The BLS constructs the CPI by pricing a representative 'basket' of approximately 94,000 specific goods and services across categories including food and beverages, housing, apparel, transportation, medical care, recreation, education, and other goods and services. The basket is updated periodically to reflect changing consumer spending patterns, using the Consumer Expenditure Survey. Housing costs — particularly 'owners' equivalent rent,' a calculated estimate of what homeowners would pay to rent their own homes — carry the largest single weight in the index at roughly 30%.
Two variants dominate financial news coverage. 'CPI-U' covers all urban consumers (about 93% of the U.S. population). 'Core CPI' strips out food and energy prices, which are highly volatile and can be distorted by short-term supply shocks, to reveal underlying inflation trends.
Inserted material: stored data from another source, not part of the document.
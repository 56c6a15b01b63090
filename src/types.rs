use std::fmt;

/// The kind of a scalar type.
#[derive(Debug, Clone, Copy, PartialEq, Eq, Hash)]
pub enum ScalarKind {
    Null,
    Bool,
    Int,
    Float,
    Str,
}

impl ScalarKind {
    pub fn name(&self) -> &'static str {
        match self {
            ScalarKind::Null => "null",
            ScalarKind::Bool => "bool",
            ScalarKind::Int => "int",
            ScalarKind::Float => "float",
            ScalarKind::Str => "string",
        }
    }
}

/// A declared value type.
///
/// Types are immutable; the canonical string form (the `Display` impl) is
/// the identity used for plan-cache and union-selector keys. Nullability is
/// always a two-member union with the `null` scalar, never a flag.
#[derive(Debug, Clone, PartialEq, Eq, Hash)]
pub enum Type {
    Scalar(ScalarKind),
    /// An enumerated type; `backing` is the wire representation, or `None`
    /// for pure enums (serialized by case name).
    Enum {
        identity: String,
        backing: Option<ScalarKind>,
    },
    Union(Vec<Type>),
    /// A homogeneous collection. `ordered = true` is a list, `false` a dict.
    /// The key type is always present (defaulted to int for bare lists).
    Collection {
        key: Box<Type>,
        value: Box<Type>,
        ordered: bool,
    },
    /// An object-graph type with its concrete generic arguments.
    Object { identity: String, args: Vec<Type> },
    /// An unbound generic parameter of an enclosing class. Only valid between
    /// parsing and generic substitution; reaching the builder unbound is an
    /// error.
    Template(String),
}

impl Type {
    pub fn null() -> Type {
        Type::Scalar(ScalarKind::Null)
    }

    pub fn boolean() -> Type {
        Type::Scalar(ScalarKind::Bool)
    }

    pub fn int() -> Type {
        Type::Scalar(ScalarKind::Int)
    }

    pub fn float() -> Type {
        Type::Scalar(ScalarKind::Float)
    }

    pub fn string() -> Type {
        Type::Scalar(ScalarKind::Str)
    }

    pub fn list(value: Type) -> Type {
        Type::Collection {
            key: Box::new(Type::int()),
            value: Box::new(value),
            ordered: true,
        }
    }

    pub fn dict(key: Type, value: Type) -> Type {
        Type::Collection {
            key: Box::new(key),
            value: Box::new(value),
            ordered: false,
        }
    }

    pub fn object(identity: impl Into<String>) -> Type {
        Type::Object {
            identity: identity.into(),
            args: Vec::new(),
        }
    }

    /// Wrap `inner` in a two-member union with `null`.
    pub fn nullable(inner: Type) -> Type {
        if inner.is_nullable() {
            return inner;
        }
        match inner {
            Type::Union(mut members) => {
                members.push(Type::null());
                Type::Union(members)
            }
            other => Type::Union(vec![other, Type::null()]),
        }
    }

    pub fn is_collection(&self) -> bool {
        matches!(self, Type::Collection { .. })
    }

    pub fn is_list(&self) -> bool {
        matches!(self, Type::Collection { ordered: true, .. })
    }

    pub fn is_dict(&self) -> bool {
        matches!(self, Type::Collection { ordered: false, .. })
    }

    /// The key and value types of a collection.
    pub fn element_types(&self) -> Option<(&Type, &Type)> {
        match self {
            Type::Collection { key, value, .. } => Some((key, value)),
            _ => None,
        }
    }

    /// The class identity of an object type.
    pub fn class_identity(&self) -> Option<&str> {
        match self {
            Type::Object { identity, .. } => Some(identity),
            _ => None,
        }
    }

    /// Whether this type admits `null` (is the null scalar, or a union
    /// containing it at any nesting level).
    pub fn is_nullable(&self) -> bool {
        match self {
            Type::Scalar(ScalarKind::Null) => true,
            Type::Union(members) => members.iter().any(Type::is_nullable),
            _ => false,
        }
    }

    /// The canonical string form (same as `Display`).
    pub fn canonical(&self) -> String {
        self.to_string()
    }
}

impl fmt::Display for Type {
    fn fmt(&self, f: &mut fmt::Formatter<'_>) -> fmt::Result {
        match self {
            Type::Scalar(kind) => f.write_str(kind.name()),
            Type::Enum { identity, .. } => f.write_str(identity),
            Type::Union(members) => {
                for (i, m) in members.iter().enumerate() {
                    if i > 0 {
                        f.write_str("|")?;
                    }
                    write!(f, "{}", m)?;
                }
                Ok(())
            }
            Type::Collection {
                key,
                value,
                ordered,
            } => {
                if *ordered {
                    write!(f, "list<{}>", value)
                } else {
                    write!(f, "dict<{},{}>", key, value)
                }
            }
            Type::Object { identity, args } => {
                f.write_str(identity)?;
                if !args.is_empty() {
                    f.write_str("<")?;
                    for (i, a) in args.iter().enumerate() {
                        if i > 0 {
                            f.write_str(",")?;
                        }
                        write!(f, "{}", a)?;
                    }
                    f.write_str(">")?;
                }
                Ok(())
            }
            Type::Template(name) => f.write_str(name),
        }
    }
}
The Federal Reserve's preferred inflation gauge is actually the Personal Consumption Expenditures (PCE) price index, also published by the BEA, which uses a broader basket and different weighting methodology. However, CPI receives far more media attention due to its longer history and monthly frequency.
CPI reached a 40-year high of 9.1% year-over-year in June 2022, driven by pandemic-era supply chain disruptions, massive fiscal stimulus, energy price spikes following Russia's invasion of Ukraine, and labor market tightness. The Fed responded with its fastest rate-hiking cycle since the 1980s, raising the federal funds rate by 525 basis points in about 16 months. By mid-2023, CPI had fallen back toward 3%, though 'sticky' components — particularly shelter inflation — proved resistant to slowing.
CPI has direct consequences beyond market sentiment. Social Security benefits, federal income tax brackets, TIPS (Treasury Inflation-Protected Securities) payments, and many wage contracts are indexed to CPI, meaning that higher CPI mechanically increases government outlays and corporate labor costs. The CPI report is typically released in the second week following the reference month and consistently ranks among the most market-moving economic data releases of the year.